▶ YOUR ASSIGNMENT:
Write the records out again, unchanged.

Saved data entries
• • • •

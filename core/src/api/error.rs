//! Public error types for the abacus API.
//!
//! Stage errors (lexing, parsing, execution) are converted to [`Error`] at the
//! API boundary. [`Error::to_diagnostic`] flattens any of them into a
//! [`Diagnostic`] for display.

use core::fmt;

use thiserror::Error as ThisError;

use crate::{
    lexer::LexError,
    parser::{CompileError, ParseError},
    syntax::Span,
    vm::{ArithmeticError, ExecutionError, VmError},
};

/// Public error type for all abacus operations.
#[derive(Debug, Clone, PartialEq, Eq, ThisError)]
pub enum Error {
    /// Unrecognized character in the input.
    #[error("lex error: {0}")]
    Lex(LexError),

    /// Malformed expression.
    #[error("parse error: {0}")]
    Parse(ParseError),

    /// Well-formed expression with an undefined result.
    #[error("arithmetic error: {0}")]
    Arithmetic(ArithmeticError),

    /// Internal inconsistency in the program being executed.
    #[error("vm error: {0}")]
    Vm(VmError),
}

/// The pipeline stage that failed.
#[derive(Debug, Clone, Copy, PartialEq, Eq)]
pub enum Stage {
    Lex,
    Parse,
    Execute,
}

impl fmt::Display for Stage {
    fn fmt(&self, f: &mut fmt::Formatter<'_>) -> fmt::Result {
        match self {
            Stage::Lex => write!(f, "lexing"),
            Stage::Parse => write!(f, "parsing"),
            Stage::Execute => write!(f, "execution"),
        }
    }
}

impl Error {
    pub fn stage(&self) -> Stage {
        match self {
            Error::Lex(_) => Stage::Lex,
            Error::Parse(_) => Stage::Parse,
            Error::Arithmetic(_) | Error::Vm(_) => Stage::Execute,
        }
    }

    /// Source location of the failure, when one is known.
    pub fn span(&self) -> Option<Span> {
        match self {
            Error::Lex(err) => Some(err.span.clone()),
            Error::Parse(err) => Some(err.span().clone()),
            Error::Arithmetic(ArithmeticError::DivisionByZero { span }) => span.clone(),
            Error::Vm(_) => None,
        }
    }

    /// Convert to a Diagnostic for API boundary.
    pub fn to_diagnostic(&self) -> Diagnostic {
        let (message, code, help) = match self {
            Error::Lex(err) => (
                format!("Unrecognized character {:?}", err.character),
                "L001",
                Some("Only digits, whitespace, '+', '-', '*', '/', '(' and ')' are allowed"),
            ),
            Error::Parse(err) => match err {
                ParseError::UnexpectedToken { found, .. } => (
                    format!("Expected a number or '(', found {}", found),
                    "P001",
                    None,
                ),
                ParseError::MissingCloseParen { .. } => (
                    String::from("Unclosed parenthesis"),
                    "P002",
                    Some("Add the missing ')'"),
                ),
                ParseError::TrailingInput { found, .. } => (
                    format!("Unexpected {} after the end of the expression", found),
                    "P003",
                    Some("Join the expressions with an operator"),
                ),
                ParseError::NumberOutOfRange { literal, .. } => (
                    format!("Number {} does not fit in a 64-bit integer", literal),
                    "P004",
                    None,
                ),
                ParseError::MaxDepthExceeded { max_depth, .. } => (
                    format!(
                        "Expression nesting depth exceeds maximum of {} levels",
                        max_depth
                    ),
                    "P005",
                    Some("Reduce nesting or simplify the expression"),
                ),
            },
            Error::Arithmetic(ArithmeticError::DivisionByZero { .. }) => {
                (String::from("Division by zero"), "R001", None)
            }
            Error::Vm(err) => (
                err.to_string(),
                match err {
                    VmError::MalformedProgram { .. } => "V001",
                    VmError::StackUnderflow { .. } => "V002",
                },
                None,
            ),
        };

        let mut related = Vec::new();
        if let Error::Parse(ParseError::MissingCloseParen { open, .. }) = self {
            related.push(RelatedInfo {
                span: open.clone(),
                message: String::from("unmatched '(' opened here"),
            });
        }

        Diagnostic {
            stage: self.stage(),
            message,
            span: self.span(),
            related,
            help: help.map(String::from),
            code: Some(String::from(code)),
        }
    }
}

impl From<LexError> for Error {
    fn from(err: LexError) -> Self {
        Error::Lex(err)
    }
}

impl From<ParseError> for Error {
    fn from(err: ParseError) -> Self {
        Error::Parse(err)
    }
}

impl From<CompileError> for Error {
    fn from(err: CompileError) -> Self {
        match err {
            CompileError::Lex(err) => Error::Lex(err),
            CompileError::Parse(err) => Error::Parse(err),
        }
    }
}

impl From<ExecutionError> for Error {
    fn from(err: ExecutionError) -> Self {
        match err {
            ExecutionError::Arithmetic(err) => Error::Arithmetic(err),
            ExecutionError::Vm(err) => Error::Vm(err),
        }
    }
}

/// A diagnostic message with source location.
#[derive(Debug, Clone, PartialEq, Eq)]
pub struct Diagnostic {
    /// Stage that produced the diagnostic.
    pub stage: Stage,

    /// Primary diagnostic message.
    pub message: String,

    /// Source location of the primary issue, if known.
    pub span: Option<Span>,

    /// Related locations that provide additional context.
    pub related: Vec<RelatedInfo>,

    /// Optional help text suggesting how to fix the issue.
    pub help: Option<String>,

    /// Error code (e.g., "P001").
    pub code: Option<String>,
}

/// Related information for a diagnostic (e.g., "opened here").
#[derive(Debug, Clone, PartialEq, Eq)]
pub struct RelatedInfo {
    /// Source location of the related information.
    pub span: Span,

    /// Message explaining the relevance.
    pub message: String,
}

impl fmt::Display for Diagnostic {
    fn fmt(&self, f: &mut fmt::Formatter<'_>) -> fmt::Result {
        write!(f, "error: {}", self.message)?;

        if let Some(ref code) = self.code {
            write!(f, " [{}]", code)?;
        }
        if let Some(ref span) = self.span {
            write!(f, " at {}", span)?;
        }
        if let Some(ref help) = self.help {
            write!(f, "\nhelp: {}", help)?;
        }
        Ok(())
    }
}

#[cfg(test)]
mod tests {
    use super::*;
    use crate::lexer::TokenKind;

    #[test]
    fn test_stage() {
        let lex = Error::from(LexError {
            character: '$',
            span: Span::new(0, 1),
        });
        assert_eq!(lex.stage(), Stage::Lex);

        let parse = Error::from(ParseError::UnexpectedToken {
            found: TokenKind::Eof,
            span: Span::at(0),
        });
        assert_eq!(parse.stage(), Stage::Parse);

        let div = Error::from(ExecutionError::from(ArithmeticError::DivisionByZero {
            span: None,
        }));
        assert_eq!(div.stage(), Stage::Execute);

        let vm = Error::from(ExecutionError::from(VmError::MalformedProgram {
            final_depth: 0,
        }));
        assert_eq!(vm.stage(), Stage::Execute);
        assert_eq!(vm.span(), None);
    }

    #[test]
    fn test_diagnostic_for_missing_paren() {
        let err = Error::from(ParseError::MissingCloseParen {
            open: Span::new(2, 3),
            found: TokenKind::Eof,
            span: Span::at(4),
        });
        let diag = err.to_diagnostic();
        assert_eq!(diag.code.as_deref(), Some("P002"));
        assert_eq!(diag.stage, Stage::Parse);
        assert_eq!(diag.span, Some(Span::at(4)));
        assert_eq!(diag.related.len(), 1);
        assert_eq!(diag.related[0].span, Span::new(2, 3));
    }

    #[test]
    fn test_diagnostic_display() {
        let err = Error::from(ExecutionError::from(ArithmeticError::DivisionByZero {
            span: Some(Span::new(2, 3)),
        }));
        assert_eq!(
            err.to_diagnostic().to_string(),
            "error: Division by zero [R001] at 2..3"
        );
    }

    #[test]
    fn test_error_display() {
        let err = Error::from(LexError {
            character: '?',
            span: Span::new(1, 2),
        });
        assert_eq!(
            err.to_string(),
            "lex error: unrecognized character '?' at position 1"
        );
    }
}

• • • •

▶ RESPONSE:
filename core/src/api/error.rs
//! Public error types for the abacus API.
//!
//! Stage errors (lexing, parsing, execution) are converted to [`Error`] at the
//! API boundary. [`Error::to_diagnostic`] flattens any of them into a
//! [`Diagnostic`] for display.

use core::fmt;

use thiserror::Error as ThisError;

use crate::{
    lexer::LexError,
    parser::{CompileError, ParseError},
    syntax::Span,
    vm::{ArithmeticError, ExecutionError, VmError},
};

/// Public error type for all abacus operations.
#[derive(Debug, Clone, PartialEq, Eq, ThisError)]
pub enum Error {
    /// Unrecognized character in the input.
    #[error("lex error: {0}")]
    Lex(LexError),

    /// Malformed expression.
    #[error("parse error: {0}")]
    Parse(ParseError),

    /// Well-formed expression with an undefined result.
    #[error("arithmetic error: {0}")]
    Arithmetic(ArithmeticError),

    /// Internal inconsistency in the program being executed.
    #[error("vm error: {0}")]
    Vm(VmError),
}

/// The pipeline stage that failed.
#[derive(Debug, Clone, Copy, PartialEq, Eq)]
pub enum Stage {
    Lex,
    Parse,
    Execute,
}

impl fmt::Display for Stage {
    fn fmt(&self, f: &mut fmt::Formatter<'_>) -> fmt::Result {
        match self {
            Stage::Lex => write!(f, "lexing"),
            Stage::Parse => write!(f, "parsing"),
            Stage::Execute => write!(f, "execution"),
        }
    }
}

impl Error {
    pub fn stage(&self) -> Stage {
        match self {
            Error::Lex(_) => Stage::Lex,
            Error::Parse(_) => Stage::Parse,
            Error::Arithmetic(_) | Error::Vm(_) => Stage::Execute,
        }
    }

    /// Source location of the failure, when one is known.
    pub fn span(&self) -> Option<Span> {
        match self {
            Error::Lex(err) => Some(err.span.clone()),
            Error::Parse(err) => Some(err.span().clone()),
            Error::Arithmetic(ArithmeticError::DivisionByZero { span }) => span.clone(),
            Error::Vm(_) => None,
        }
    }

    /// Convert to a Diagnostic for API boundary.
    pub fn to_diagnostic(&self) -> Diagnostic {
        let (message, code, help) = match self {
            Error::Lex(err) => (
                format!("Unrecognized character {:?}", err.character),
                "L001",
                Some("Only digits, whitespace, '+', '-', '*', '/', '(' and ')' are allowed"),
            ),
            Error::Parse(err) => match err {
                ParseError::UnexpectedToken { found, .. } => (
                    format!("Expected a number or '(', found {}", found),
                    "P001",
                    None,
                ),
                ParseError::MissingCloseParen { .. } => (
                    String::from("Unclosed parenthesis"),
                    "P002",
                    Some("Add the missing ')'"),
                ),
                ParseError::TrailingInput { found, .. } => (
                    format!("Unexpected {} after the end of the expression", found),
                    "P003",
                    Some("Join the expressions with an operator"),
                ),
                ParseError::NumberOutOfRange { literal, .. } => (
                    format!("Number {} does not fit in a 64-bit integer", literal),
                    "P004",
                    None,
                ),
                ParseError::MaxDepthExceeded { max_depth, .. } => (
                    format!(
                        "Expression nesting depth exceeds maximum of {} levels",
                        max_depth
                    ),
                    "P005",
                    Some("Reduce nesting or simplify the expression"),
                ),
            },
            Error::Arithmetic(ArithmeticError::DivisionByZero { .. }) => {
                (String::from("Division by zero"), "R001", None)
            }
            Error::Vm(err) => (
                err.to_string(),
                match err {
                    VmError::MalformedProgram { .. } => "V001",
                    VmError::StackUnderflow { .. } => "V002",
                },
                None,
            ),
        };

        let mut related = Vec::new();
        if let Error::Parse(ParseError::MissingCloseParen { open, .. }) = self {
            related.push(RelatedInfo {
                span: open.clone(),
                message: String::from("unmatched '(' opened here"),
            });
        }

        Diagnostic {
            stage: self.stage(),
            message,
            span: self.span(),
            related,
            help: help.map(String::from),
            code: Some(String::from(code)),
        }
    }
}

impl From<LexError> for Error {
    fn from(err: LexError) -> Self {
        Error::Lex(err)
    }
}

impl From<ParseError> for Error {
    fn from(err: ParseError) -> Self {
        Error::Parse(err)
    }
}

impl From<CompileError> for Error {
    fn from(err: CompileError) -> Self {
        match err {
            CompileError::Lex(err) => Error::Lex(err),
            CompileError::Parse(err) => Error::Parse(err),
        }
    }
}

impl From<ExecutionError> for Error {
    fn from(err: ExecutionError) -> Self {
        match err {
            ExecutionError::Arithmetic(err) => Error::Arithmetic(err),
            ExecutionError::Vm(err) => Error::Vm(err),
        }
    }
}

/// A diagnostic message with source location.
#[derive(Debug, Clone, PartialEq, Eq)]
pub struct Diagnostic {
    /// Stage that produced the diagnostic.
    pub stage: Stage,

    /// Primary diagnostic message.
    pub message: String,

    /// Source location of the primary issue, if known.
    pub span: Option<Span>,

    /// Related locations that provide additional context.
    pub related: Vec<RelatedInfo>,

    /// Optional help text suggesting how to fix the issue.
    pub help: Option<String>,

    /// Error code (e.g., "P001").
    pub code: Option<String>,
}

/// Related information for a diagnostic (e.g., "opened here").
#[derive(Debug, Clone, PartialEq, Eq)]
pub struct RelatedInfo {
    /// Source location of the related information.
    pub span: Span,

    /// Message explaining the relevance.
    pub message: String,
}

impl fmt::Display for Diagnostic {
    fn fmt(&self, f: &mut fmt::Formatter<'_>) -> fmt::Result {
        write!(f, "error: {}", self.message)?;

        if let Some(ref code) = self.code {
            write!(f, " [{}]", code)?;
        }
        if let Some(ref span) = self.span {
            write!(f, " at {}", span)?;
        }
        if let Some(ref help) = self.help {
            write!(f, "\nhelp: {}", help)?;
        }
        Ok(())
    }
}

#[cfg(test)]
mod tests {
    use super::*;
    use crate::lexer::TokenKind;

    #[test]
    fn test_stage() {
        let lex = Error::from(LexError {
            character: '$',
            span: Span::new(0, 1),
        });
        assert_eq!(lex.stage(), Stage::Lex);

        let parse = Error::from(ParseError::UnexpectedToken {
            found: TokenKind::Eof,
            span: Span::at(0),
        });
        assert_eq!(parse.stage(), Stage::Parse);

        let div = Error::from(ExecutionError::from(ArithmeticError::DivisionByZero {
            span: None,
        }));
        assert_eq!(div.stage(), Stage::Execute);

        let vm = Error::from(ExecutionError::from(VmError::MalformedProgram {
            final_depth: 0,
        }));
        assert_eq!(vm.stage(), Stage::Execute);
        assert_eq!(vm.span(), None);
    }

    #[test]
    fn test_diagnostic_for_missing_paren() {
        let err = Error::from(ParseError::MissingCloseParen {
            open: Span::new(2, 3),
            found: TokenKind::Eof,
            span: Span::at(4),
        });
        let diag = err.to_diagnostic();
        assert_eq!(diag.code.as_deref(), Some("P002"));
        assert_eq!(diag.stage, Stage::Parse);
        assert_eq!(diag.span, Some(Span::at(4)));
        assert_eq!(diag.related.len(), 1);
        assert_eq!(diag.related[0].span, Span::new(2, 3));
    }

    #[test]
    fn test_diagnostic_display() {
        let err = Error::from(ExecutionError::from(ArithmeticError::DivisionByZero {
            span: Some(Span::new(2, 3)),
        }));
        assert_eq!(
            err.to_diagnostic().to_string(),
            "error: Division by zero [R001] at 2..3"
        );
    }

    #[test]
    fn test_error_display() {
        let err = Error::from(LexError {
            character: '?',
            span: Span::new(1, 2),
        });
        assert_eq!(
            err.to_string(),
            "lex error: unrecognized character '?' at position 1"
        );
    }
}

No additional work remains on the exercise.